鈴木春信の浮世絵を題材に描かれた作品。もとの浮世絵作品にも川が描かれており、運河のほとりという立地にもあった作品です。とても大きな作品なので、新東海橋を渡り「テレビ東京天王洲スタジオ」の付近から観ると全体像が見やすいですよ。
通りをはさんで向かいのフェンスに描かれたカラフルなグラフィティは、ストリートアーティスト DIEGOの作品です。天王洲の海辺や、行き交う人々の足、ビル群といった東京/ 天王洲のイメージをモチーフとして描かれ、さらに、これらのイメージはグラフィティの文字にもなっています。
こちらの通りには、この作品のデザインマンホールも。
なお、この付近にある「WHAT CAFE」では、若手アーティストの現代アート作品を展示・販売する展覧会が開催され、コーヒーを飲みながらゆったりとアート鑑賞を楽しむこともできますよ。
ボンドストリートからさらに1本運河沿いへ。ボードウォークには、心地の良いカフェや、おしゃれな水上ホテルも並びます。
運河の向こう側にあるパナソニック東品川ビル2号館の壁に見えるのは、ポーランド生まれのアーティスト Stachu Szumski(スタフ・シュムスキ)による壁画。こちらは、漢字の原初形態である「甲骨文字」を題材としているそうです。
ボードウォークから大通りに突き当たる位置の仮囲いに描かれているのは、アーティストでありスケーターでもあるキンジョー(kinjo)による壁画。眼をモチーフにした、カラフルでコミカルなイラストが多数描かれ、楽しい気分で通りを歩いて行けます。
では、最後に、大通りを渡って「天王洲公園」のエリアへ。
この付近には、コレクターの所有するアート作品や、建築模型を展示する「WHAT MUSEUM」や、伝統的画材から最先端の画材までが揃う「PIGMENT TOKYO」などがあります。
天王洲公園車庫に描かれているのは、神奈川県藤沢市出身のアーティスト Keeenue(キーニュ)による壁画。楽器を演奏したり、ダンスをしているような動きのある手がモチーフになった、なんだか音楽が聞こえてきそうな楽しい作品ですね。
最後に、天王洲公園内にある倉庫の壁面に描かれているのは、滞在制作する場所で採取された土と水を使用し、動物や植物を描く「泥絵」などの作品で有名な淺井裕介による壁画。この作品は「泥絵」ではなく、青と白を基調とした塗料で描かれた巨大な壁画。青空にも映えますね。

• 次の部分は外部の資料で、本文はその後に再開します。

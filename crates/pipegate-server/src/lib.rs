//! Public HTTP + WebSocket relay server for PipeGate (C4, C5, C7).
//!
//! This crate accepts public HTTP requests on behalf of tunneled clients,
//! forwards them over a per-client WebSocket, and relays the client's reply
//! back to the original caller. See the top-level design notes for the full component
//! breakdown; this crate implements C2 (session registry), C3 (client
//! session), C4 (public HTTP handler), C5 (handshake/auth gate), and C7
//! (supervision & shutdown). C1 (wire codec) lives in `pipegate-types`; C6
//! (the client-side relay) lives in `pipegate-client`.
//!
//! # Example
//!
//! ```no_run
//! use pipegate_server::{Server, ServerConfig};
//!
//! # async fn example() -> pipegate_server::Result<()> {
//! let config = ServerConfig::new(Some("secret-token".to_string()))
//!     .with_bind_address("0.0.0.0:8080".parse().unwrap());
//!
//! let server = Server::new(config);
//! server.run().await?;
//! # Ok(())
//! # }
//! ```

pub mod auth;
pub mod config;
pub mod error;
pub mod ratelimit;
pub mod registry;
pub mod routes;
pub mod session;
pub mod state;

pub use auth::{AllowAllValidator, StaticTokenValidator, TokenValidator};
pub use config::{RateLimitConfig, ServerConfig, TlsConfig};
pub use error::{Result, ServerError, TunnelError};
pub use registry::SessionRegistry;
pub use session::{ClientSession, SessionState};
pub use state::AppState;

use std::net::SocketAddr;

use axum::{
    Router, middleware,
    routing::{any, get},
};
use tokio::net::TcpListener;
use tower_http::trace::TraceLayer;
use tracing::info;

/// The PipeGate public relay server: the axum service that owns the
/// session registry and routes public HTTP traffic into the matching
/// tunnel (§2).
pub struct Server {
    state: AppState,
}

impl Server {
    /// Create a new server from a configuration.
    pub fn new(config: ServerConfig) -> Self {
        Self {
            state: AppState::new(config),
        }
    }

    /// Create a server from a pre-built application state (e.g. in tests,
    /// to share a registry across multiple `Server` instances).
    pub fn from_state(state: AppState) -> Self {
        Self { state }
    }

    /// The server's application state.
    pub fn state(&self) -> &AppState {
        &self.state
    }

    /// Build the router: health probe, tunnel handshake, and the public
    /// catch-all, wrapped in rate limiting and request logging (§4.4, §4.5,
    /// §6.1).
    pub fn router(&self) -> Router {
        Router::new()
            .merge(routes::health_routes())
            .route("/{conn_id}", get(routes::handshake_handler))
            .route("/{conn_id}/{*rest}", any(routes::public_handler))
            .layer(middleware::from_fn(ratelimit::request_logging_middleware))
            .layer(middleware::from_fn_with_state(
                self.state.clone(),
                ratelimit::rate_limit_middleware,
            ))
            .layer(TraceLayer::new_for_http())
            .with_state(self.state.clone())
    }

    /// Run the server on its configured bind address until a shutdown
    /// signal arrives, then drain every active session (§4.7).
    pub async fn run(self) -> Result<()> {
        let addr = self.state.config.bind_address;
        self.run_on(addr).await
    }

    /// Run the server on a specific address (useful for tests, where the
    /// configured address may already be taken).
    pub async fn run_on(self, addr: SocketAddr) -> Result<()> {
        let router = self.router();
        let registry = self.state.registry.clone();
        let drain_timeout = self.state.config.shutdown_drain_timeout;

        info!(%addr, "starting pipegate server");

        let listener = TcpListener::bind(addr)
            .await
            .map_err(|e| ServerError::Internal(format!("failed to bind {addr}: {e}")))?;

        // `into_make_service_with_connect_info` populates the `ConnectInfo<SocketAddr>`
        // extension the per-IP rate limiter reads (§6.1); without it every
        // peer falls through to the loopback default.
        axum::serve(listener, router.into_make_service_with_connect_info::<SocketAddr>())
            .with_graceful_shutdown(shutdown_signal())
            .await
            .map_err(|e| ServerError::Internal(format!("server error: {e}")))?;

        registry.drain_all(drain_timeout).await;

        Ok(())
    }

    /// The configured bind address.
    pub fn bind_address(&self) -> SocketAddr {
        self.state.config.bind_address
    }
}

/// Resolves once a Ctrl+C or (on unix) SIGTERM is received, for
/// `axum::serve`'s graceful-shutdown hook (§4.7).
async fn shutdown_signal() {
    let ctrl_c = async {
        tokio::signal::ctrl_c()
            .await
            .expect("failed to install Ctrl+C handler");
    };

    #[cfg(unix)]
    let terminate = async {
        use tokio::signal::unix::{SignalKind, signal};
        signal(SignalKind::terminate())
            .expect("failed to install SIGTERM handler")
            .recv()
            .await;
    };

    #[cfg(not(unix))]
    let terminate = std::future::pending::<()>();

    tokio::select! {
        _ = ctrl_c => {},
        _ = terminate => {},
    }

    info!("shutdown signal received; draining active tunnel sessions");
}
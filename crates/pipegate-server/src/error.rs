//! Error taxonomy for the server (§7).
//!
//! [`TunnelError`] is the internal vocabulary used by the session/registry
//! (C2/C3): it never reaches an HTTP response directly. [`ServerError`] is
//! the edge-facing error (C4/C5) that maps the taxonomy onto the status
//! codes §6 specifies, and implements axum's `IntoResponse`.

use axum::{
    Json,
    http::StatusCode,
    response::{IntoResponse, Response},
};
use serde::Serialize;
use thiserror::Error;

use crate::auth::MissingToken;

/// Result type for server operations.
pub type Result<T> = std::result::Result<T, ServerError>;

/// Errors internal to a tunnel session's dispatch/registry lifecycle (§7).
#[derive(Debug, Error, Clone)]
pub enum TunnelError {
    /// A second `Registering` session attempted to claim an occupied
    /// connection id (§3 invariant 1, §4.2).
    #[error("connection id already in use")]
    ConnIdInUse,

    /// No session is registered for the requested connection id.
    #[error("tunnel not connected")]
    TunnelNotConnected,

    /// The session terminated before or during dispatch (§4.3).
    #[error("tunnel closed")]
    TunnelClosed,

    /// The dispatch deadline elapsed before a response arrived (§4.3, §5).
    #[error("upstream timed out")]
    UpstreamTimeout,

    /// The wire codec rejected a frame (§4.1, §4.3).
    #[error("malformed message: {0}")]
    MalformedMessage(String),

    /// The WebSocket transport failed.
    #[error("transport error: {0}")]
    Io(String),
}

impl From<pipegate_types::Error> for TunnelError {
    fn from(e: pipegate_types::Error) -> Self {
        TunnelError::MalformedMessage(e.to_string())
    }
}

/// Edge-facing error, mapped to an HTTP status code by `IntoResponse`
/// (§4.4, §4.5, §6, §7).
///
/// §4.4 step 1 and §4.5 step 1 disagree on the status for an unparseable
/// `conn_id` (404 on the public path, 400 on the handshake path); both are
/// kept as distinct variants rather than collapsed into one (see
/// DESIGN.md).
#[derive(Debug, Error)]
pub enum ServerError {
    /// `conn_id` path segment did not parse as a UUID on the public HTTP
    /// surface (§4.4 step 1). → 404.
    #[error("no such tunnel")]
    NotFound,

    /// `conn_id` path segment did not parse as a UUID on the handshake
    /// surface (§4.5 step 1). → 400.
    #[error("malformed connection id")]
    MalformedConnId,

    /// Bearer token absent or invalid at handshake (§4.5 step 2). → 401.
    #[error("unauthorized")]
    Unauthorized,

    /// Buffered request body exceeded the configured cap (§4.4 SHOULD). →
    /// 413.
    #[error("payload too large")]
    PayloadTooLarge,

    /// Wrapped [`TunnelError`], mapped per §4.4 step 6 / §7.
    #[error(transparent)]
    Tunnel(#[from] TunnelError),

    /// Anything else, surfaced as an opaque 500.
    #[error("internal error: {0}")]
    Internal(String),
}

impl From<MissingToken> for ServerError {
    fn from(_: MissingToken) -> Self {
        ServerError::Unauthorized
    }
}

/// JSON error response body.
#[derive(Debug, Serialize)]
pub struct ErrorBody {
    pub code: String,
    pub message: String,
}

impl ServerError {
    fn status_and_code(&self) -> (StatusCode, &'static str) {
        match self {
            ServerError::NotFound => (StatusCode::NOT_FOUND, "no_such_tunnel"),
            ServerError::MalformedConnId => (StatusCode::BAD_REQUEST, "malformed_conn_id"),
            ServerError::Unauthorized => (StatusCode::UNAUTHORIZED, "unauthorized"),
            ServerError::PayloadTooLarge => (StatusCode::PAYLOAD_TOO_LARGE, "payload_too_large"),
            ServerError::Internal(_) => (StatusCode::INTERNAL_SERVER_ERROR, "internal_error"),
            ServerError::Tunnel(inner) => match inner {
                TunnelError::UpstreamTimeout => (StatusCode::GATEWAY_TIMEOUT, "upstream_timeout"),
                TunnelError::TunnelNotConnected => {
                    (StatusCode::BAD_GATEWAY, "tunnel_not_connected")
                }
                TunnelError::TunnelClosed
                | TunnelError::ConnIdInUse
                | TunnelError::MalformedMessage(_)
                | TunnelError::Io(_) => (StatusCode::BAD_GATEWAY, "tunnel_closed"),
            },
        }
    }
}

impl IntoResponse for ServerError {
    fn into_response(self) -> Response {
        let (status, code) = self.status_and_code();
        let message = self.to_string();

        if status.is_server_error() {
            tracing::error!(%status, code, error = %message, "public request failed");
        } else {
            tracing::warn!(%status, code, error = %message, "public request rejected");
        }

        // §4.4 step 2 and §8 S2/S6 specify these two bodies as the literal
        // plain-text strings a public caller is told to expect, not a JSON
        // envelope — every other error keeps the structured `ErrorBody`.
        match &self {
            ServerError::Tunnel(TunnelError::TunnelNotConnected) => {
                return (status, "tunnel not connected").into_response();
            }
            ServerError::Tunnel(TunnelError::TunnelClosed) => {
                return (status, "tunnel closed").into_response();
            }
            _ => {}
        }

        (
            status,
            Json(ErrorBody {
                code: code.to_string(),
                message,
            }),
        )
            .into_response()
    }
}

#[cfg(test)]
mod tests {
    use super::*;

    #[test]
    fn tunnel_errors_map_to_spec_status_codes() {
        assert_eq!(
            ServerError::from(TunnelError::UpstreamTimeout).status_and_code().0,
            StatusCode::GATEWAY_TIMEOUT
        );
        assert_eq!(
            ServerError::from(TunnelError::TunnelNotConnected)
                .status_and_code()
                .0,
            StatusCode::BAD_GATEWAY
        );
        assert_eq!(
            ServerError::from(TunnelError::TunnelClosed).status_and_code().0,
            StatusCode::BAD_GATEWAY
        );
        assert_eq!(
            ServerError::MalformedConnId.status_and_code().0,
            StatusCode::BAD_REQUEST
        );
        assert_eq!(
            ServerError::Unauthorized.status_and_code().0,
            StatusCode::UNAUTHORIZED
        );
    }

    #[tokio::test]
    async fn tunnel_not_connected_body_is_the_literal_spec_string() {
        let response = ServerError::from(TunnelError::TunnelNotConnected).into_response();
        assert_eq!(response.status(), StatusCode::BAD_GATEWAY);
        let body = axum::body::to_bytes(response.into_body(), usize::MAX)
            .await
            .unwrap();
        assert_eq!(body, "tunnel not connected".as_bytes());
    }

    #[tokio::test]
    async fn tunnel_closed_body_is_the_literal_spec_string() {
        let response = ServerError::from(TunnelError::TunnelClosed).into_response();
        assert_eq!(response.status(), StatusCode::BAD_GATEWAY);
        let body = axum::body::to_bytes(response.into_body(), usize::MAX)
            .await
            .unwrap();
        assert_eq!(body, "tunnel closed".as_bytes());
    }
}
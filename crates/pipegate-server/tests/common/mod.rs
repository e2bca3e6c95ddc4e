//! Common test utilities for end-to-end tunnel scenarios (§8 S1-S6).

use std::net::SocketAddr;
use std::time::Duration;

use anyhow::Result;
use pipegate_client::{Relay, RelayConfig};
use pipegate_server::{Server, ServerConfig};
use pipegate_types::ConnectionId;
use reqwest::Client;
use tokio::task::JoinHandle;
use tokio::time::timeout;
use url::Url;

/// A PipeGate relay server running in the background on an ephemeral port.
pub struct TestServer {
    pub addr: SocketAddr,
    pub client: Client,
    _handle: JoinHandle<()>,
}

impl TestServer {
    /// Start a server with the given config, bound to an available port.
    pub async fn start(config: ServerConfig) -> Result<Self> {
        let addr = find_available_port().await?;
        let config = config.with_bind_address(addr);
        let server = Server::new(config);

        let handle = tokio::spawn(async move {
            let _ = server.run_on(addr).await;
        });

        let client = Client::new();
        wait_for_health(&client, addr).await?;

        Ok(Self {
            addr,
            client,
            _handle: handle,
        })
    }

    pub fn base_url(&self) -> String {
        format!("http://{}", self.addr)
    }

    /// The tunnel handshake URL for `conn_id` (§4.5, §6).
    pub fn ws_url(&self, conn_id: ConnectionId) -> String {
        format!("ws://{}/{}", self.addr, conn_id)
    }

    /// A public request URL for `conn_id` and the given path (§4.4).
    pub fn public_url(&self, conn_id: ConnectionId, path: &str) -> String {
        format!("{}/{}{}", self.base_url(), conn_id, path)
    }

    /// Poll `/health` and return its reported `active_tunnels` count.
    pub async fn active_tunnels(&self) -> Result<usize> {
        let body: serde_json::Value = self
            .client
            .get(format!("{}/health", self.base_url()))
            .send()
            .await?
            .json()
            .await?;
        Ok(body["active_tunnels"].as_u64().unwrap_or(0) as usize)
    }

    /// Wait (bounded) until `active_tunnels` reaches `expected`.
    pub async fn wait_for_active_tunnels(&self, expected: usize) -> Result<()> {
        let result = timeout(Duration::from_secs(5), async {
            loop {
                if self.active_tunnels().await.unwrap_or(usize::MAX) == expected {
                    return;
                }
                tokio::time::sleep(Duration::from_millis(20)).await;
            }
        })
        .await;

        result.map_err(|_| anyhow::anyhow!("timed out waiting for active_tunnels == {expected}"))
    }
}

/// A throwaway local HTTP origin standing in for the tunneled service (C6's
/// "local origin"). Exposes `/hello` (§8 S1) and `/slow` (S5).
pub struct LocalOrigin {
    pub addr: SocketAddr,
    _handle: JoinHandle<()>,
}

impl LocalOrigin {
    pub async fn start() -> Result<Self> {
        let listener = tokio::net::TcpListener::bind("127.0.0.1:0").await?;
        let addr = listener.local_addr()?;

        let router = axum::Router::new()
            .route("/hello", axum::routing::get(hello))
            .route("/slow", axum::routing::get(slow));

        let handle = tokio::spawn(async move {
            let _ = axum::serve(listener, router).await;
        });

        Ok(Self {
            addr,
            _handle: handle,
        })
    }

    pub fn base_url(&self) -> String {
        format!("http://{}", self.addr)
    }
}

async fn hello() -> impl axum::response::IntoResponse {
    ([("content-type", "text/plain")], "hi")
}

async fn slow() -> impl axum::response::IntoResponse {
    tokio::time::sleep(Duration::from_secs(60)).await;
    "too late"
}

/// Spawn a `pipegate-client` relay (C6) tunneling `origin` through `server`
/// under `conn_id`, with reconnect disabled so test failures surface
/// directly instead of retrying silently.
pub fn spawn_relay(
    server: &TestServer,
    origin: &LocalOrigin,
    conn_id: ConnectionId,
    token: &str,
) -> JoinHandle<pipegate_client::Result<()>> {
    let config = RelayConfig::new(
        Url::parse(&origin.base_url()).unwrap(),
        Url::parse(&server.ws_url(conn_id)).unwrap(),
        token,
    )
    .with_reconnect(false);

    let relay = Relay::new(config).expect("relay config is valid");
    tokio::spawn(async move { relay.run().await })
}

async fn find_available_port() -> Result<SocketAddr> {
    let listener = tokio::net::TcpListener::bind("127.0.0.1:0").await?;
    let addr = listener.local_addr()?;
    drop(listener);
    Ok(addr)
}

async fn wait_for_health(client: &Client, addr: SocketAddr) -> Result<()> {
    let url = format!("http://{addr}/health");

    let result = timeout(Duration::from_secs(5), async {
        loop {
            match client.get(&url).send().await {
                Ok(resp) if resp.status().is_success() => return Ok(()),
                _ => tokio::time::sleep(Duration::from_millis(20)).await,
            }
        }
    })
    .await;

    match result {
        Ok(Ok(())) => Ok(()),
        Ok(Err(e)) => Err(e.into()),
        Err(_) => anyhow::bail!("timed out waiting for server to start"),
    }
}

遠くから見ると、一体の巨大な動物のようなモチーフ。近づくと、たくさんの小さな動物や植物たちが描きこまれています。距離によって見えるモチーフが変化してくる、隅々まで楽しい作品です。
なお、この天王洲アイル駅付近にはこの作品のデザインマンホールがあり、また、ボンドストリート沿いの「WHAT CAFE」では、そのマンホールカードをもらうこともできますよ。
天王洲公園には、こうしたアート作品のほかにも、クジラをモチーフにした滑り台や、クジラのイラストを描いた水門、ミッフィーの花壇などもあり、こちらもあわせて見るのも楽しくておすすめです。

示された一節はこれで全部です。